*Supplied material*:
........

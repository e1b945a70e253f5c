//! Command line interface of the `ts-catalog` binary.

use std::fmt;
use std::io::{
    self,
    Write,
};
use std::path::{
    Path,
    PathBuf,
};
use std::process::ExitCode;

use clap::{
    Args,
    Parser,
    Subcommand,
    ValueEnum,
};
use serde::Serialize;
use thiserror::Error;
use ts_catalog::catalog::{
    CatalogEntry,
    CatalogStore,
    DuplicatePolicy,
    LoadError,
};
use ts_catalog::config::{
    ConfigError,
    ConfigManager,
    SettingsOverrides,
};
use ts_catalog::diagnostics::{
    Diagnostic,
    Severity,
    check_store,
};
use ts_catalog::indexer::{
    CatalogIndexer,
    IndexerError,
};
use ts_catalog::plural::PluralRules;
use ts_catalog::Translator;

/// Inspect Qt Linguist translation catalogs
#[derive(Parser, Debug)]
#[clap(name = "ts-catalog", version, about)]
pub(crate) struct Cli {
    /// Write logs to this file instead of stderr
    #[clap(long, global = true)]
    pub(crate) log_file: Option<PathBuf>,

    #[clap(flatten)]
    pub(crate) settings: SettingsArgs,

    #[clap(subcommand)]
    pub(crate) command: Command,
}

/// Options that replace values of `.ts-catalog.json`.
#[derive(Args, Debug, Default)]
pub(crate) struct SettingsArgs {
    /// Which entry to keep when a key occurs more than once
    #[clap(long, value_enum, global = true)]
    pub(crate) duplicate_policy: Option<PolicyArg>,

    /// Do not retry a disambiguated lookup without its disambiguation
    #[clap(long, global = true)]
    pub(crate) no_fallback: bool,
}

impl SettingsArgs {
    /// Overrides for a command; `language` is the `--language` of `lookup`.
    fn overrides(&self, language: Option<&str>) -> SettingsOverrides {
        SettingsOverrides {
            duplicate_policy: self.duplicate_policy.map(DuplicatePolicy::from),
            fallback_to_undisambiguated: self.no_fallback.then_some(false),
            default_language: language.map(str::to_string),
        }
    }
}

/// Command line spelling of [`DuplicatePolicy`].
#[derive(ValueEnum, Clone, Copy, Debug, PartialEq, Eq)]
pub(crate) enum PolicyArg {
    /// Keep the entry appearing last
    LastWins,
    /// Keep the entry appearing first
    FirstWins,
}

impl From<PolicyArg> for DuplicatePolicy {
    fn from(policy: PolicyArg) -> Self {
        match policy {
            PolicyArg::LastWins => Self::LastWins,
            PolicyArg::FirstWins => Self::FirstWins,
        }
    }
}

#[derive(Subcommand, Debug)]
pub(crate) enum Command {
    /// Translate one message
    Lookup {
        /// Catalog file, or a directory of catalogs
        catalog: PathBuf,

        /// Message context (e.g., AttachCoreDialog)
        context: String,

        /// Source text
        source: String,

        /// Disambiguation comment
        #[clap(long)]
        comment: Option<String>,

        /// Language to use when CATALOG is a directory (defaults to `defaultLanguage`)
        #[clap(long)]
        language: Option<String>,

        /// Plural count, also substituted for %n
        #[clap(long, allow_negative_numbers = true)]
        count: Option<i64>,

        /// Values substituted for %1, %2, ...
        args: Vec<String>,
    },

    /// Report problems in a catalog file or in every catalog below a directory
    Check {
        /// Catalog file or directory
        path: PathBuf,
    },

    /// Print all entries as JSON
    Dump {
        /// Catalog file
        catalog: PathBuf,
    },

    /// Print entry counts by status
    Stats {
        /// Catalog file
        catalog: PathBuf,

        /// Output as JSON
        #[clap(long)]
        json: bool,
    },
}

#[derive(Error, Debug)]
pub(crate) enum CliError {
    #[error(transparent)]
    Load(#[from] LoadError),

    #[error(transparent)]
    Config(#[from] ConfigError),

    #[error(transparent)]
    Indexer(#[from] IndexerError),

    #[error("No catalog found in {}", .0.display())]
    NoCatalog(PathBuf),

    #[error("Failed to write output: {0}")]
    Io(#[from] io::Error),

    #[error("Failed to serialize output: {0}")]
    Json(#[from] serde_json::Error),
}

/// JSON shape of `dump`.
#[derive(Serialize)]
#[serde(rename_all = "camelCase")]
struct DumpOutput<'a> {
    /// Target language
    language: Option<&'a str>,
    /// Source language
    source_language: Option<&'a str>,
    /// Schema version
    version: Option<&'a str>,
    /// Finished and unfinished entries
    entries: &'a [CatalogEntry],
    /// Obsolete entries
    obsolete: &'a [CatalogEntry],
}

/// Runs a parsed command line.
///
/// # Errors
/// Loading, configuration and output failures.
pub(crate) async fn run(cli: Cli) -> Result<ExitCode, CliError> {
    let mut out = io::stdout().lock();

    match cli.command {
        Command::Lookup { catalog, context, source, comment, language, count, args } => {
            let manager = configure(&catalog, cli.settings.overrides(language.as_deref()))?;
            let translator = lookup_translator(&catalog, &manager).await?;
            let args: Vec<&dyn fmt::Display> =
                args.iter().map(|arg| arg as &dyn fmt::Display).collect();

            let text = translator.translate(&context, &source, comment.as_deref(), count, &args);
            writeln!(out, "{text}")?;
            Ok(ExitCode::SUCCESS)
        }
        Command::Check { path } => {
            let manager = configure(&path, cli.settings.overrides(None))?;
            check(&path, &manager, &mut out).await
        }
        Command::Dump { catalog } => {
            let manager = configure(&catalog, cli.settings.overrides(None))?;
            let store = load_catalog(&catalog, &manager)?;
            let dump = DumpOutput {
                language: store.language(),
                source_language: store.source_language(),
                version: store.version(),
                entries: store.entries(),
                obsolete: store.obsolete_entries(),
            };
            serde_json::to_writer_pretty(&mut out, &dump)?;
            writeln!(out)?;
            Ok(ExitCode::SUCCESS)
        }
        Command::Stats { catalog, json } => {
            let manager = configure(&catalog, cli.settings.overrides(None))?;
            let store = load_catalog(&catalog, &manager)?;
            let stats = store.stats();
            if json {
                serde_json::to_writer_pretty(&mut out, &stats)?;
                writeln!(out)?;
            } else {
                writeln!(out, "language:   {}", store.language().unwrap_or("-"))?;
                writeln!(out, "finished:   {}", stats.finished)?;
                writeln!(out, "unfinished: {}", stats.unfinished)?;
                writeln!(out, "obsolete:   {}", stats.obsolete)?;
                writeln!(out, "vanished:   {}", stats.vanished)?;
                writeln!(out, "plural:     {}", stats.plural)?;
                writeln!(out, "duplicates: {}", stats.duplicates)?;
            }
            Ok(ExitCode::SUCCESS)
        }
    }
}

/// Settings of the catalog path with the command line overrides applied.
fn configure(path: &Path, overrides: SettingsOverrides) -> Result<ConfigManager, ConfigError> {
    let mut manager = ConfigManager::for_catalog(path)?;
    manager.apply_overrides(&overrides)?;
    Ok(manager)
}

/// Builds the translator for `lookup` from a catalog file or a catalog directory.
///
/// For a directory the catalog of `defaultLanguage` is used, or the first one found.
async fn lookup_translator(path: &Path, manager: &ConfigManager) -> Result<Translator, CliError> {
    let settings = manager.get_settings();
    if !path.is_dir() {
        let store = load_catalog(path, manager)?;
        return Ok(Translator::from_settings(store, settings));
    }

    let set = CatalogIndexer::new().index_directory(path, manager).await?;
    let store = set
        .preferred(settings.default_language.as_deref())
        .ok_or_else(|| CliError::NoCatalog(path.to_path_buf()))?;
    Ok(Translator::from_settings(store, settings))
}

/// Loads one catalog file with the duplicate policy of `manager`.
fn load_catalog(path: &Path, manager: &ConfigManager) -> Result<CatalogStore, CliError> {
    Ok(CatalogStore::load_path(path, &manager.load_options())?)
}

/// `check`: prints diagnostics; exit code 1 when a warning or a load failure was found.
async fn check(
    path: &Path,
    manager: &ConfigManager,
    out: &mut impl Write,
) -> Result<ExitCode, CliError> {
    let rules = PluralRules::builtin();
    let config = &manager.get_settings().diagnostics;
    let mut failed = false;

    if path.is_dir() {
        let set = CatalogIndexer::new().index_directory(path, manager).await?;
        for failure in set.failures() {
            failed = true;
            writeln!(out, "{}: error: {}", failure.path.display(), failure.error)?;
        }
        for (language, store) in set.iter() {
            failed |= write_diagnostics(out, language, &check_store(store, &rules, config))?;
        }
    } else {
        let store = load_catalog(path, manager)?;
        let diagnostics = check_store(&store, &rules, config);
        failed |= write_diagnostics(out, &path.display().to_string(), &diagnostics)?;
    }

    Ok(if failed { ExitCode::FAILURE } else { ExitCode::SUCCESS })
}

/// Returns true if any diagnostic is a warning.
fn write_diagnostics(
    out: &mut impl Write,
    origin: &str,
    diagnostics: &[Diagnostic],
) -> io::Result<bool> {
    for diagnostic in diagnostics {
        let severity = match diagnostic.severity {
            Severity::Warning => "warning",
            Severity::Information => "info",
        };
        writeln!(out, "{origin}:{}: {severity}: {}", diagnostic.position, diagnostic.message)?;
    }
    Ok(diagnostics.iter().any(|diagnostic| diagnostic.severity == Severity::Warning))
}

#[cfg(test)]
#[allow(clippy::unwrap_used, clippy::panic)]
mod tests {
    use std::fs;

    use clap::CommandFactory;
    use tempfile::TempDir;

    use super::*;

    const DUPLICATED: &str = "<TS version=\"2.1\" language=\"pl\">\
        <context><name>Ctx</name>\
        <message><source>Key</source><translation>Pierwszy</translation></message>\
        <message><source>Key</source><translation>Drugi</translation></message>\
        <message><source>Open</source><translation>Otwórz</translation></message>\
        </context></TS>";

    fn lookup(path: &Path, settings: &SettingsArgs, language: Option<&str>) -> Translator {
        let manager = configure(path, settings.overrides(language)).unwrap();
        tokio_test::block_on(lookup_translator(path, &manager)).unwrap()
    }

    #[test]
    fn test_cli_definition() {
        Cli::command().debug_assert();
    }

    #[test]
    fn test_parse_lookup_with_negative_count() {
        let cli = Cli::try_parse_from([
            "ts-catalog",
            "lookup",
            "app_pl.ts",
            "Find",
            "%n found",
            "--count",
            "-3",
            "x",
        ])
        .unwrap();

        let Command::Lookup { count, args, .. } = cli.command else {
            panic!("expected lookup");
        };
        assert_eq!(count, Some(-3));
        assert_eq!(args, vec!["x".to_string()]);
    }

    #[test]
    fn test_write_diagnostics_reports_warnings() {
        let mut out = Vec::new();
        let diagnostics = [Diagnostic {
            severity: ts_catalog::diagnostics::Severity::Warning,
            kind: ts_catalog::diagnostics::DiagnosticKind::DuplicateKey,
            position: ts_catalog::types::SourcePosition { line: 3, column: 5 },
            message: "Duplicate".to_string(),
        }];

        let failed = write_diagnostics(&mut out, "pl", &diagnostics).unwrap();

        assert!(failed);
        assert_eq!(String::from_utf8(out).unwrap(), "pl:3:5: warning: Duplicate\n");
    }

    #[test]
    fn test_parse_settings_overrides_after_subcommand() {
        let cli = Cli::try_parse_from([
            "ts-catalog",
            "check",
            "translations",
            "--duplicate-policy",
            "first-wins",
            "--no-fallback",
        ])
        .unwrap();

        let overrides = cli.settings.overrides(None);
        assert_eq!(overrides.duplicate_policy, Some(DuplicatePolicy::FirstWins));
        assert_eq!(overrides.fallback_to_undisambiguated, Some(false));
        assert!(SettingsArgs::default().overrides(None).is_empty());
    }

    #[test]
    fn test_duplicate_policy_override_beats_settings_file() {
        let temp_dir = TempDir::new().unwrap();
        let catalog = temp_dir.path().join("app_pl.ts");
        fs::write(&catalog, DUPLICATED).unwrap();
        fs::write(temp_dir.path().join(".ts-catalog.json"), r#"{"duplicatePolicy": "firstWins"}"#)
            .unwrap();

        let from_file = lookup(&catalog, &SettingsArgs::default(), None);
        let overridden = SettingsArgs {
            duplicate_policy: Some(PolicyArg::LastWins),
            ..SettingsArgs::default()
        };
        let from_cli = lookup(&catalog, &overridden, None);

        assert_eq!(from_file.tr("Ctx", "Key"), "Pierwszy");
        assert_eq!(from_cli.tr("Ctx", "Key"), "Drugi");
    }

    #[test]
    fn test_no_fallback_disables_undisambiguated_lookup() {
        let temp_dir = TempDir::new().unwrap();
        let catalog = temp_dir.path().join("app_pl.ts");
        fs::write(&catalog, DUPLICATED).unwrap();

        let with_fallback = lookup(&catalog, &SettingsArgs::default(), None);
        let without =
            lookup(&catalog, &SettingsArgs { no_fallback: true, ..SettingsArgs::default() }, None);

        assert_eq!(with_fallback.translate("Ctx", "Open", Some("verb"), None, &[]), "Otwórz");
        assert_eq!(without.translate("Ctx", "Open", Some("verb"), None, &[]), "Open");
    }

    #[test]
    fn test_lookup_language_selects_catalog_in_directory() {
        let temp_dir = TempDir::new().unwrap();
        fs::write(temp_dir.path().join("app_pl.ts"), DUPLICATED).unwrap();
        fs::write(
            temp_dir.path().join("app_de.ts"),
            "<TS version=\"2.1\" language=\"de\"><context><name>Ctx</name>\
             <message><source>Open</source><translation>Öffnen</translation></message>\
             </context></TS>",
        )
        .unwrap();

        let german = lookup(temp_dir.path(), &SettingsArgs::default(), Some("de"));
        let polish = lookup(temp_dir.path(), &SettingsArgs::default(), Some("pl"));

        assert_eq!(german.tr("Ctx", "Open"), "Öffnen");
        assert_eq!(polish.tr("Ctx", "Open"), "Otwórz");
    }
}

........

How many lines in the entries contain the string "polish"? Give the number only.

2